Hay concepciones de la cultura que, manteniendo una inspiración muy distinta de la que es propia del cinismo, sin embargo merecen ser consideradas como concepciones accidentalistas de la cultura, al menos en sentido divisivo. El modelo que, en nuestros días, desarrolla esta concepción accidentalista de la cultura está inspirado en la Etologia y en la Psicología, es el modelo de la cultura-aprendizaje.

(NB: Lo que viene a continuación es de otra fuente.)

use std::fs::File;
use std::io::{self, IoSliceMut, Read, Seek, SeekFrom};

use anyhow::{Context, Error, Result};
use nix::sys::uio::{RemoteIoVec, process_vm_readv};
use nix::unistd::Pid;
use tracing::warn;

use crate::maps::MemoryRegion;

/// Transfer unit of the chunked strategy. A read failure is contained to one
/// chunk of this size.
pub const CHUNK_SIZE: usize = 1024 * 1024;

/// One region's bytes, always exactly the region's nominal length.
/// Sub-ranges that could not be read are zero-filled, never cut out, so a
/// consumer can rely on `data.len() == region.len()`.
#[derive(Debug)]
pub struct CapturedRegion {
    pub data: Vec<u8>,
    /// Bytes actually recovered from the target (`<= data.len()`).
    pub bytes_read: u64,
    /// Chunks the chunked strategy had to zero-fill wholesale.
    pub failed_chunks: u32,
}

/// Outcome of one region read. A failure is scoped to its region and never
/// aborts the rest of the capture set.
#[derive(Debug)]
pub enum RegionCapture {
    Captured(CapturedRegion),
    Failed(Error),
}

/// A strategy for pulling one region's bytes out of the target.
pub trait RegionReader {
    fn read_region(&mut self, region: &MemoryRegion) -> RegionCapture;
}

/// Sequential reader over the target's `/proc/<pid>/mem`. One logical read
/// per region; any seek or read error drops that region as a whole.
pub struct ProcMemReader {
    mem: File,
}

impl ProcMemReader {
    /// Opens the mem file once; the handle is reused for every region.
    pub fn open(pid: Pid) -> Result<ProcMemReader> {
        let path = format!("/proc/{pid}/mem");
        let mem = File::open(&path).with_context(|| format!("cannot open {path}"))?;
        Ok(ProcMemReader { mem })
    }
}

impl RegionReader for ProcMemReader {
    fn read_region(&mut self, region: &MemoryRegion) -> RegionCapture {
        match read_seekable(&mut self.mem, region) {
            Ok(captured) => RegionCapture::Captured(captured),
            Err(e) => RegionCapture::Failed(e.into()),
        }
    }
}

/// Seek to the region and read until the nominal length is reached or the
/// source runs dry. A short read leaves the tail zero-filled.
fn read_seekable(
    source: &mut (impl Read + Seek),
    region: &MemoryRegion,
) -> io::Result<CapturedRegion> {
    source.seek(SeekFrom::Start(region.start))?;
    let mut data = vec![0u8; region.len() as usize];
    let mut filled = 0usize;
    while filled < data.len() {
        match source.read(&mut data[filled..]) {
            Ok(0) => break,
            Ok(n) => filled += n,
            Err(e) if e.kind() == io::ErrorKind::Interrupted => continue,
            Err(e) => return Err(e),
        }
    }
    Ok(CapturedRegion {
        data,
        bytes_read: filled as u64,
        failed_chunks: 0,
    })
}

/// Chunked cross-process copy via `process_vm_readv`. A failed chunk becomes
/// zeroes and the walk keeps going; the region itself always survives at its
/// full length. The strategy of choice when the mem file is unavailable or
/// when very large regions need failure granularity finer than whole-region.
pub struct VmReadReader {
    pid: Pid,
}

impl VmReadReader {
    pub fn new(pid: Pid) -> VmReadReader {
        VmReadReader { pid }
    }
}

impl RegionReader for VmReadReader {
    fn read_region(&mut self, region: &MemoryRegion) -> RegionCapture {
        let pid = self.pid;
        RegionCapture::Captured(capture_chunked(region, |offset, buf| {
            let len = buf.len();
            let mut local = [IoSliceMut::new(buf)];
            let remote = [RemoteIoVec {
                base: (region.start + offset) as usize,
                len,
            }];
            process_vm_readv(pid, &mut local, &remote)
                .map_err(|e| io::Error::from_raw_os_error(e as i32))
        }))
    }
}

/// Drive `read_chunk` across the region one chunk at a time. `read_chunk`
/// fills the head of its buffer and reports how many bytes it wrote; an
/// error zero-fills that chunk, and the walk continues at the next chunk
/// boundary either way.
fn capture_chunked(
    region: &MemoryRegion,
    mut read_chunk: impl FnMut(u64, &mut [u8]) -> io::Result<usize>,
) -> CapturedRegion {
    let len = region.len() as usize;
    let mut data = vec![0u8; len];
    let mut bytes_read = 0u64;
    let mut failed_chunks = 0u32;

    let mut offset = 0usize;
    while offset < len {
        let size = CHUNK_SIZE.min(len - offset);
        let chunk = &mut data[offset..offset + size];
        match read_chunk(offset as u64, chunk) {
            // A short transfer leaves the remainder of the chunk at its
            // zero-initialized state; the next chunk starts on the boundary.
            Ok(n) => bytes_read += n.min(size) as u64,
            Err(e) => {
                chunk.fill(0);
                failed_chunks += 1;
                warn!(
                    "... {:016X}:{:016X} (failed: {})",
                    region.start + offset as u64,
                    region.start + (offset + size) as u64,
                    e
                );
            }
        }
        offset += size;
    }

    CapturedRegion {
        data,
        bytes_read,
        failed_chunks,
    }
}

#[cfg(test)]
mod tests {
    use std::io::Cursor;

    use super::*;

    fn pattern(len: usize) -> Vec<u8> {
        (0..len).map(|i| (i % 251) as u8).collect()
    }

    #[test]
    fn seekable_read_returns_exact_region_bytes() {
        let source = pattern(0x4000);
        let mut cursor = Cursor::new(source.clone());
        let region = MemoryRegion {
            start: 0x1000,
            end: 0x3000,
        };

        let captured = read_seekable(&mut cursor, &region).unwrap();
        assert_eq!(captured.data.len() as u64, region.len());
        assert_eq!(captured.bytes_read, region.len());
        assert!(captured.data[..] == source[0x1000..0x3000]);
    }

    #[test]
    fn seekable_read_zero_fills_past_end_of_source() {
        let mut cursor = Cursor::new(pattern(0x1800));
        let region = MemoryRegion {
            start: 0x1000,
            end: 0x2000,
        };

        let captured = read_seekable(&mut cursor, &region).unwrap();
        assert_eq!(captured.data.len(), 0x1000);
        assert_eq!(captured.bytes_read, 0x800);
        assert!(captured.data[..0x800] == pattern(0x1800)[0x1000..]);
        assert!(captured.data[0x800..].iter().all(|&b| b == 0));
    }

    #[test]
    fn chunked_read_zero_fills_only_the_failing_chunk() {
        let region = MemoryRegion {
            start: 0x10_0000,
            end: 0x10_0000 + 3 * CHUNK_SIZE as u64,
        };

        let captured = capture_chunked(&region, |offset, buf| {
            if offset == CHUNK_SIZE as u64 {
                return Err(io::Error::other("injected chunk fault"));
            }
            for (i, b) in buf.iter_mut().enumerate() {
                *b = ((offset as usize + i) % 251) as u8;
            }
            Ok(buf.len())
        });

        assert_eq!(captured.data.len(), 3 * CHUNK_SIZE);
        assert_eq!(captured.failed_chunks, 1);
        assert_eq!(captured.bytes_read, 2 * CHUNK_SIZE as u64);
        assert!(captured.data[..CHUNK_SIZE] == pattern(CHUNK_SIZE)[..]);
        assert!(
            captured.data[CHUNK_SIZE..2 * CHUNK_SIZE]
                .iter()
                .all(|&b| b == 0)
        );
        for (i, &b) in captured.data[2 * CHUNK_SIZE..].iter().enumerate() {
            assert_eq!(b, ((2 * CHUNK_SIZE + i) % 251) as u8);
        }
    }

    #[test]
    fn chunked_read_zero_fills_short_transfers() {
        let region = MemoryRegion {
            start: 0,
            end: CHUNK_SIZE as u64,
        };

        let captured = capture_chunked(&region, |_, buf| {
            let half = buf.len() / 2;
            buf[..half].fill(0xAB);
            Ok(half)
        });

        assert_eq!(captured.data.len(), CHUNK_SIZE);
        assert_eq!(captured.bytes_read, CHUNK_SIZE as u64 / 2);
        assert_eq!(captured.failed_chunks, 0);
        assert!(captured.data[..CHUNK_SIZE / 2].iter().all(|&b| b == 0xAB));
        assert!(captured.data[CHUNK_SIZE / 2..].iter().all(|&b| b == 0));
    }

    #[test]
    fn chunked_read_handles_a_trailing_partial_chunk() {
        let region = MemoryRegion {
            start: 0,
            end: CHUNK_SIZE as u64 * 5 / 2,
        };
        let mut sizes = Vec::new();

        let captured = capture_chunked(&region, |_, buf| {
            sizes.push(buf.len());
            buf.fill(0x42);
            Ok(buf.len())
        });

        assert_eq!(sizes, vec![CHUNK_SIZE, CHUNK_SIZE, CHUNK_SIZE / 2]);
        assert_eq!(captured.bytes_read, region.len());
        assert!(captured.data.iter().all(|&b| b == 0x42));
    }
}
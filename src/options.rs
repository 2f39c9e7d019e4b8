use std::path::PathBuf;

use anyhow::{Result, anyhow};
use clap::{Parser, Subcommand, ValueEnum};

#[derive(Clone, Copy, Debug, PartialEq, Eq, ValueEnum, strum::Display)]
#[strum(serialize_all = "kebab-case")]
pub enum ReaderKind {
    /// Seek and read through the target's mem file.
    Seek,
    /// Copy with process_vm_readv, one chunk at a time.
    VmRead,
}

#[derive(Clone, Debug, Subcommand)]
pub enum Action {
    /// Snapshot the readable private memory of a running process.
    Dump {
        // PID of the target process
        #[arg(short = 'p', long = "pid")]
        pid: i32,
        // Directory receiving one file per captured region
        #[arg(long = "path")]
        path: Option<PathBuf>,
        // Write the snapshot to stdout as a framed byte stream instead
        #[arg(long = "stream", default_value_t = false)]
        stream: bool,
        // Memory access strategy
        #[arg(long = "reader", value_enum, default_value_t = ReaderKind::Seek)]
        reader: ReaderKind,
    },
    /// Split a streamed snapshot back into a directory of region files.
    Split {
        // Stream file produced by `dump --stream`
        #[arg(short = 'i', long = "input")]
        input: PathBuf,
        // Directory receiving the region files
        #[arg(long = "path")]
        path: PathBuf,
    },
}

#[derive(Clone, Debug, Parser)]
#[command(version, about = "memsnap (process memory snapshot tool)")]
pub struct Options {
    #[command(subcommand)]
    pub action: Action,
}

impl Options {
    pub fn validate(&self) -> Result<()> {
        match &self.action {
            Action::Dump {
                pid, path, stream, ..
            } => {
                if *pid <= 0 {
                    return Err(anyhow!("--pid must be a positive process id"));
                }
                match (path, stream) {
                    (Some(_), true) => {
                        Err(anyhow!("--path and --stream are mutually exclusive"))
                    }
                    (None, false) => Err(anyhow!("either --path or --stream is required")),
                    _ => Ok(()),
                }
            }
            Action::Split { .. } => Ok(()),
        }
    }
}
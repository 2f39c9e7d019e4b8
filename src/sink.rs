use std::fs::{self, File};
use std::io::{self, Read, Write};
use std::path::{Path, PathBuf};

use anyhow::{Context, Result, bail};
use tracing::info;

use crate::maps::MemoryRegion;
use crate::reader::CapturedRegion;

/// Destination for captured regions. Write errors here are fatal to the
/// whole capture, unlike read errors, which stay scoped to one region.
pub trait SnapshotSink {
    fn write_region(&mut self, region: &MemoryRegion, captured: &CapturedRegion) -> Result<()>;

    /// Flush anything buffered once the capture set is exhausted.
    fn finish(&mut self) -> Result<()> {
        Ok(())
    }
}

/// File name of one region under the directory encoding.
pub fn region_file_name(start: u64, end: u64) -> String {
    format!("mem.{start:016X}.{end:016X}.bin")
}

/// One raw file per captured region, named by its address range. A region
/// that failed to read produces no file at all.
pub struct DirSink {
    dir: PathBuf,
}

impl DirSink {
    /// Creates the directory (and parents) up front, so a capture never gets
    /// half-way in before discovering the destination is unusable.
    pub fn create(dir: impl Into<PathBuf>) -> Result<DirSink> {
        let dir = dir.into();
        fs::create_dir_all(&dir)
            .with_context(|| format!("cannot create snapshot directory {}", dir.display()))?;
        Ok(DirSink { dir })
    }
}

impl SnapshotSink for DirSink {
    fn write_region(&mut self, region: &MemoryRegion, captured: &CapturedRegion) -> Result<()> {
        let path = self.dir.join(region_file_name(region.start, region.end));
        fs::write(&path, &captured.data).with_context(|| format!("cannot write {}", path.display()))
    }
}

/// Frames regions onto one continuous byte stream: a 16-byte header of two
/// little-endian u64 words, `start` and `start + payload length`, then the
/// raw payload. No delimiters and no trailer; a consumer reads frames
/// back-to-back until the stream closes.
pub struct StreamSink<W: Write> {
    out: W,
}

impl<W: Write> StreamSink<W> {
    pub fn new(out: W) -> StreamSink<W> {
        StreamSink { out }
    }

    fn write_frame(&mut self, start: u64, end: u64, payload: &[u8]) -> io::Result<()> {
        self.out.write_all(&start.to_le_bytes())?;
        self.out.write_all(&end.to_le_bytes())?;
        self.out.write_all(payload)
    }
}

impl<W: Write> SnapshotSink for StreamSink<W> {
    fn write_region(&mut self, region: &MemoryRegion, captured: &CapturedRegion) -> Result<()> {
        let end = region.start + captured.data.len() as u64;
        self.write_frame(region.start, end, &captured.data)
            .context("cannot write snapshot stream")
    }

    fn finish(&mut self) -> Result<()> {
        self.out.flush().context("cannot flush snapshot stream")
    }
}

/// Rebuild the directory encoding from a saved stream: read `(header,
/// payload)` frames until end-of-stream and write one file per frame.
/// Returns the number of regions restored.
pub fn split_stream(input: &mut impl Read, dir: &Path) -> Result<usize> {
    fs::create_dir_all(dir)
        .with_context(|| format!("cannot create snapshot directory {}", dir.display()))?;

    let mut count = 0usize;
    while let Some((start, end)) = read_frame_header(input)? {
        if end < start {
            bail!("corrupt frame header {start:016X}:{end:016X}");
        }
        let len = end - start;
        let path = dir.join(region_file_name(start, end));
        let mut out =
            File::create(&path).with_context(|| format!("cannot write {}", path.display()))?;
        let copied = io::copy(&mut input.by_ref().take(len), &mut out)
            .with_context(|| format!("cannot write {}", path.display()))?;
        if copied != len {
            bail!("stream truncated inside frame {start:016X}:{end:016X}");
        }
        info!("... {start:016X}:{end:016X}");
        count += 1;
    }
    Ok(count)
}

/// Next frame header, or `None` at a clean end of stream. A header cut off
/// mid-way means the stream was truncated in transit.
fn read_frame_header(input: &mut impl Read) -> Result<Option<(u64, u64)>> {
    let mut header = [0u8; 16];
    let mut filled = 0usize;
    while filled < header.len() {
        let n = input
            .read(&mut header[filled..])
            .context("cannot read stream")?;
        if n == 0 {
            if filled == 0 {
                return Ok(None);
            }
            bail!("stream truncated inside a frame header");
        }
        filled += n;
    }

    let mut word = [0u8; 8];
    word.copy_from_slice(&header[..8]);
    let start = u64::from_le_bytes(word);
    word.copy_from_slice(&header[8..]);
    let end = u64::from_le_bytes(word);
    Ok(Some((start, end)))
}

En efecto, cuando se define la cultura por el aprendizaje, los «contenidos objetivos» que la constituyen, es decir, la materia del aprendizaje, comienza a presentarse como accidental a la «sustancia» del hombre que la utiliza: se encarecerá la plasticidad de esa sustancia su versatilidad para determinarse, por aprendizaje pavloviano o skinneriano, según formas dadas de comportamiento «cultural». En general, cabe decir que las concepciones subjetualistas de la cultura suelen ir asociadas a modelos accidentalistas de interpretación de la cultura objetiva, porque los mismos contenidos de la cultura extrasomàtica podrán ser reducidos a la condición de meros correlatos de un comportamiento aprendido y sustituible por otros comportamientos, por tanto, por otros correlatos sobreañadidos a los sujetos humanos, y también sustituibles.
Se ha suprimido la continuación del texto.